Alisha Graves and Lucie Ouedraogo will discuss links between rapid population growth, development, and security in the Sahel region of West Africa. They will give an overview of the current state of family planning in the region—including how services have been impacted by Covid-19 in Burkina Faso. Presenters will highlight how girls’ education and safe space programs are helping to delay marriage and childbearing and better position adolescent girls as decision-makers in the home and beyond.
Alisha Graves is Executive Director of OASIS and a Founder of the OASIS Initiative at the University of California, Berkeley. Alisha lectures internationally on population and food security in the Sahel. She is a research fellow for Project Drawdown, analyzing the potential contribution of family planning for reducing greenhouse gas emissions. Previously, she worked to improve women’s access to misoprostol, a generic, essential medicine. In this role, she worked on drug registration, operations research, and advocating for evidence-based maternal health policies across seven countries in Sub-Saharan Africa and Southeast Asia.
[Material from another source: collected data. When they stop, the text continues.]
//! # Token-Bucket Rate Limiter
//!
//! An async token bucket used in two roles by the reader:
//!
//! - The **global** limiter, owned by the client and shared (via `Arc`) by
//!   every reader it creates, caps the total number of polling queries per
//!   second across the whole client.
//! - The **adaptive** limiter, owned by a single reader, is retuned on the
//!   fly by the rate-control loop to balance poll frequency against fact
//!   latency.
//!
//! The bucket refills continuously at `rate` tokens per second up to `burst`
//! tokens; each [`RateLimiter::acquire`] call consumes one token, sleeping
//! until one is available. An infinite rate disables limiting entirely.
//!
//! The limiter is intentionally small: fairness between concurrent waiters
//! is best-effort (waiters re-contend after sleeping), which is sufficient
//! for a handful of readers sharing one polling ceiling.

use std::sync::Mutex;
use std::time::{Duration, Instant};

/// An async token-bucket rate limiter.
///
/// Cheap to share behind an `Arc`; the rate can be changed at any time with
/// [`RateLimiter::set_rate`] and takes effect from the next refill.
#[derive(Debug)]
pub struct RateLimiter {
    bucket: Mutex<Bucket>,
}

#[derive(Debug)]
struct Bucket {
    /// Tokens added per second. May be infinite, which disables limiting.
    rate: f64,

    /// Maximum number of tokens the bucket can hold.
    burst: f64,

    /// Tokens currently available. May be fractional mid-refill.
    tokens: f64,

    /// When the bucket was last refilled.
    refilled: Instant,
}

impl RateLimiter {
    /// Creates a limiter that allows `rate` acquisitions per second with the
    /// given burst capacity.
    ///
    /// The bucket starts full, so the first `burst` acquisitions proceed
    /// immediately.
    pub fn new(rate: f64, burst: u32) -> Self {
        Self {
            bucket: Mutex::new(Bucket {
                rate,
                burst: f64::from(burst),
                tokens: f64::from(burst),
                refilled: Instant::now(),
            }),
        }
    }

    /// Returns the current rate in acquisitions per second.
    pub fn rate(&self) -> f64 {
        self.bucket.lock().expect("limiter mutex poisoned").rate
    }

    /// Sets the rate in acquisitions per second.
    ///
    /// Tokens accrued so far are preserved; only the refill speed changes.
    pub fn set_rate(&self, rate: f64) {
        let mut bucket = self.bucket.lock().expect("limiter mutex poisoned");
        bucket.refill();
        bucket.rate = rate;
    }

    /// Waits until a token is available and consumes it.
    ///
    /// Cancel-safe: dropping the future before it resolves consumes nothing.
    pub async fn acquire(&self) {
        loop {
            let wait = {
                let mut bucket = self.bucket.lock().expect("limiter mutex poisoned");
                bucket.refill();

                if bucket.rate.is_infinite() || bucket.tokens >= 1.0 {
                    if !bucket.rate.is_infinite() {
                        bucket.tokens -= 1.0;
                    }
                    return;
                }

                // Time until the deficit is refilled at the current rate.
                Duration::from_secs_f64((1.0 - bucket.tokens) / bucket.rate)
            };

            tokio::time::sleep(wait).await;
        }
    }
}

impl Bucket {
    /// Credits tokens for the time elapsed since the last refill.
    fn refill(&mut self) {
        let now = Instant::now();
        let elapsed = now - self.refilled;
        self.refilled = now;

        if self.rate.is_finite() {
            self.tokens = (self.tokens + elapsed.as_secs_f64() * self.rate).min(self.burst);
        }
    }
}

// =============================================================================
// Tests
// =============================================================================

#[cfg(test)]
mod tests {
    use super::*;

    #[tokio::test]
    async fn burst_is_available_immediately() {
        let limiter = RateLimiter::new(1.0, 3);

        let start = Instant::now();
        limiter.acquire().await;
        limiter.acquire().await;
        limiter.acquire().await;
        assert!(start.elapsed() < Duration::from_millis(100));
    }

    #[tokio::test]
    async fn acquisitions_are_paced_at_the_configured_rate() {
        let limiter = RateLimiter::new(50.0, 1);

        // First token is free (full bucket); the next two must each wait
        // ~20ms for a refill.
        let start = Instant::now();
        limiter.acquire().await;
        limiter.acquire().await;
        limiter.acquire().await;

        let elapsed = start.elapsed();
        assert!(elapsed >= Duration::from_millis(30), "elapsed = {:?}", elapsed);
    }

    #[tokio::test]
    async fn infinite_rate_never_blocks() {
        let limiter = RateLimiter::new(f64::INFINITY, 1);

        let start = Instant::now();
        for _ in 0..1000 {
            limiter.acquire().await;
        }
        assert!(start.elapsed() < Duration::from_millis(100));
    }

    #[tokio::test]
    async fn set_rate_takes_effect_for_subsequent_waits() {
        let limiter = RateLimiter::new(1.0, 1);
        limiter.acquire().await; // drain the bucket

        limiter.set_rate(1000.0);
        assert_eq!(limiter.rate(), 1000.0);

        let start = Instant::now();
        limiter.acquire().await;
        assert!(start.elapsed() < Duration::from_millis(100));
    }
}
She completed her MPH in International Maternal and Child Health at UC Berkeley in 2006.
Based in Burkina Faso, Lucie Ouedraogo is a champion for reproductive health and rights in her community. She has been a midwife for over 15 years, working to provide quality family planning services in the Sahel. After serving as the Reproductive Health Manager at the Séguénéga, Lucie began working as the National Coordinator of the NGO Santé Sud in 2017. That same year she was part of the OASIS Initiative’s Sahel Leadership Program, using her project management skills and experience managing health facilities to further strengthen SRHR programs in her community.